Kravets v. Anthropologie, Inc.
0:22-cv-60443
S.D. Fla.Jun 3, 2022Background
- Plaintiff Esta Kravets sued Anthropologie alleging violations of the TCPA for promotional text messages and sought class relief.
- Defendant moved to compel individual arbitration and stay litigation, relying on an arbitration clause in the Anthropologie "Text Terms" presented during a website sign-up offering "GET FREE SHIPPING NOW."
- The webflow: Text Terms (with bolded/underlined hyperlinks) were displayed immediately above the sign-up button; enrollment required clicking the button and sending an affirmative pre-populated opt-in text (a double-opt-in process).
- Plaintiff argued she lacked actual or constructive notice (browsewrap vs. clickwrap), did not unambiguously assent, and asked for limited arbitration-specific discovery.

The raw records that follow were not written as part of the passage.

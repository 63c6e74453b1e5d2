//! Subcommand implementations and the context they share

use std::error::Error;
use std::path::PathBuf;

use clap::Args;
use insuretrack_core::logging_facility;
use insuretrack_core::AppConfig;
use insuretrack_engine::Services;
use rusqlite::Connection;

pub mod backup;
pub mod dashboard;
pub mod init;
pub mod users;

pub type CliResult = Result<(), Box<dyn Error>>;

/// Flags accepted by every subcommand; they override configuration
#[derive(Debug, Args)]
pub struct GlobalArgs {
    /// Configuration file (defaults to an optional insuretrack.toml)
    #[arg(long, global = true)]
    pub config: Option<PathBuf>,

    /// SQLite database file
    #[arg(long, global = true)]
    pub db: Option<PathBuf>,

    #[arg(long, global = true)]
    pub backup_dir: Option<PathBuf>,

    #[arg(long, global = true)]
    pub upload_dir: Option<PathBuf>,
}

/// Open database plus services, built once per invocation
pub struct Context {
    pub conn: Connection,
    pub services: Services,
}

impl Context {
    pub fn open(global: &GlobalArgs) -> Result<Self, Box<dyn Error>> {
        let mut config = AppConfig::load_from(global.config.as_deref())?;
        if let Some(db) = &global.db {
            config.database_path = db.clone();
        }
        if let Some(dir) = &global.backup_dir {
            config.backup_dir = dir.clone();
        }
        if let Some(dir) = &global.upload_dir {
            config.upload_dir = dir.clone();
        }

        logging_facility::init(config.log_profile);

        let conn = insuretrack_store::db::open(&config.database_path)?;
        Ok(Self {
            conn,
            services: Services::new(config),
        })
    }
}
//! Full-database JSON snapshots
//!
//! A snapshot holds every user, policy, claim and notification with its
//! original id. Export reads all four tables in one read transaction; restore
//! validates the whole document first, then replaces the database contents in
//! one write transaction, deleting children before parents and inserting
//! parents before children.
//!
//! Files live in one directory: `backup_<YYYYMMDD_HHMMSS>.json` per capture
//! plus `latest_backup.json`, which restore reads by default.

mod engine;
pub mod format;

pub use engine::{load_document, BackupEntry, BackupManager, BackupOutcome, RestoreOutcome};
pub use format::{
    BackupDocument, ClaimRecord, EntityCounts, NotificationRecord, PolicyRecord, UserRecord,
    FORMAT_VERSION, TIMESTAMP_FORMAT,
};
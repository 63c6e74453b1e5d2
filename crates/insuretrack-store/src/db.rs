//! Connection setup

use std::path::Path;

use rusqlite::Connection;

use crate::errors::{from_rusqlite, Result};
use crate::migrations::apply_migrations;

/// Open (creating if needed) the database file, configure it and bring the
/// schema up to date
///
/// # Errors
/// Persistence errors from SQLite or a failed migration.
pub fn open<P: AsRef<Path>>(path: P) -> Result<Connection> {
    let mut conn = Connection::open(path).map_err(from_rusqlite)?;
    configure(&conn)?;
    conn.pragma_update(None, "journal_mode", "WAL")
        .map_err(from_rusqlite)?;
    apply_migrations(&mut conn)?;
    Ok(conn)
}

/// Migrated in-memory database
///
/// # Errors
/// Persistence errors from SQLite or a failed migration.
pub fn open_in_memory() -> Result<Connection> {
    let mut conn = Connection::open_in_memory().map_err(from_rusqlite)?;
    configure(&conn)?;
    apply_migrations(&mut conn)?;
    Ok(conn)
}

/// Enable foreign key enforcement
///
/// # Errors
/// Persistence error if the pragma is rejected.
pub fn configure(conn: &Connection) -> Result<()> {
    conn.pragma_update(None, "foreign_keys", "ON")
        .map_err(from_rusqlite)
}

#[cfg(test)]
mod tests {
    use super::*;
    use tempfile::TempDir;

    #[test]
    fn test_foreign_keys_enabled() {
        let conn = open_in_memory().unwrap();
        let enabled: i64 = conn
            .query_row("PRAGMA foreign_keys", [], |row| row.get(0))
            .unwrap();
        assert_eq!(enabled, 1);
    }

    #[test]
    fn test_file_database_uses_wal() {
        let dir = TempDir::new().unwrap();
        let conn = open(dir.path().join("tracker.db")).unwrap();
        let mode: String = conn
            .query_row("PRAGMA journal_mode", [], |row| row.get(0))
            .unwrap();
        assert_eq!(mode.to_lowercase(), "wal");
    }
}
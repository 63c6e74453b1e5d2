//! Structured logging for the tracker
//!
//! - one initialization point, `init(profile)`
//! - operation boundary macros (`log_op_start!`, `log_op_end!`, `log_op_error!`)
//!   that every engine command wraps itself in
//! - `command_span`, which tags everything one invocation logs with its
//!   correlation ids
//! - an in-memory capture layer so tests can assert on emitted events
//!
//! ```rust
//! use insuretrack_core::logging_facility::{init, Profile};
//!
//! init(Profile::Development);
//! ```

pub mod init;
pub mod macros;
pub mod span;
pub mod test_capture;

pub use init::{init, Profile};
pub use span::command_span;
pub use test_capture::{init_test_capture, CapturedEvent, TestCapture};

- The Court treated the Text Terms as a browsewrap but found the placement and formatting gave inquiry notice; it also found manifest assent based on the button language and the double-opt-in text.
- The Court denied arbitration-specific discovery, granted the motion to compel arbitration, stayed the case pending arbitration, and administratively closed the file.
Issues
| Issue | Plaintiff's Argument | Defendant's Argument | Held |
|---|---|---|---|
| Whether a valid agreement to arbitrate exists (notice/inquiry notice) | Kravets: Text Terms were inconspicuous (small font), more like browsewrap; hyperlinks not clearly clickable, so no constructive notice | Anthropologie: Terms were placed directly above the button with bold/underlined links; gave inquiry notice | Court: Although browsewrap, placement and link formatting were sufficiently conspicuous to provide inquiry notice |
| Whether Plaintiff unambiguously manifested assent | Kravets: Clicking the button did not unambiguously bind her; she lacked awareness of legal significance | Anthropologie: Button referenced signing up for email/texts and free shipping; plus double-opt-in text confirmed assent | Court: Manifest assent found—button text, preceding disclosures, and affirmative opt-in text established assent |
| Whether arbitration-specific discovery should be permitted | Kravets: Request to defer ruling and allow limited discovery to develop factual record | Anthropologie: No material factual dispute; record complete | Court: Denied—no genuine factual dispute warranting discovery |
| Whether litigation should be stayed pending arbitration | (Not addressed substantively) | Anthropologie: Mandatory stay under FAA §3 if arbitration agreement governs | Court: Granted stay as arbitration is compelled |
Key Cases Cited
- Mitsubishi Motors Corp. v. Soler Chrysler-Plymouth, Inc., 473 U.S. 614 (1985) (strong federal policy favoring arbitration)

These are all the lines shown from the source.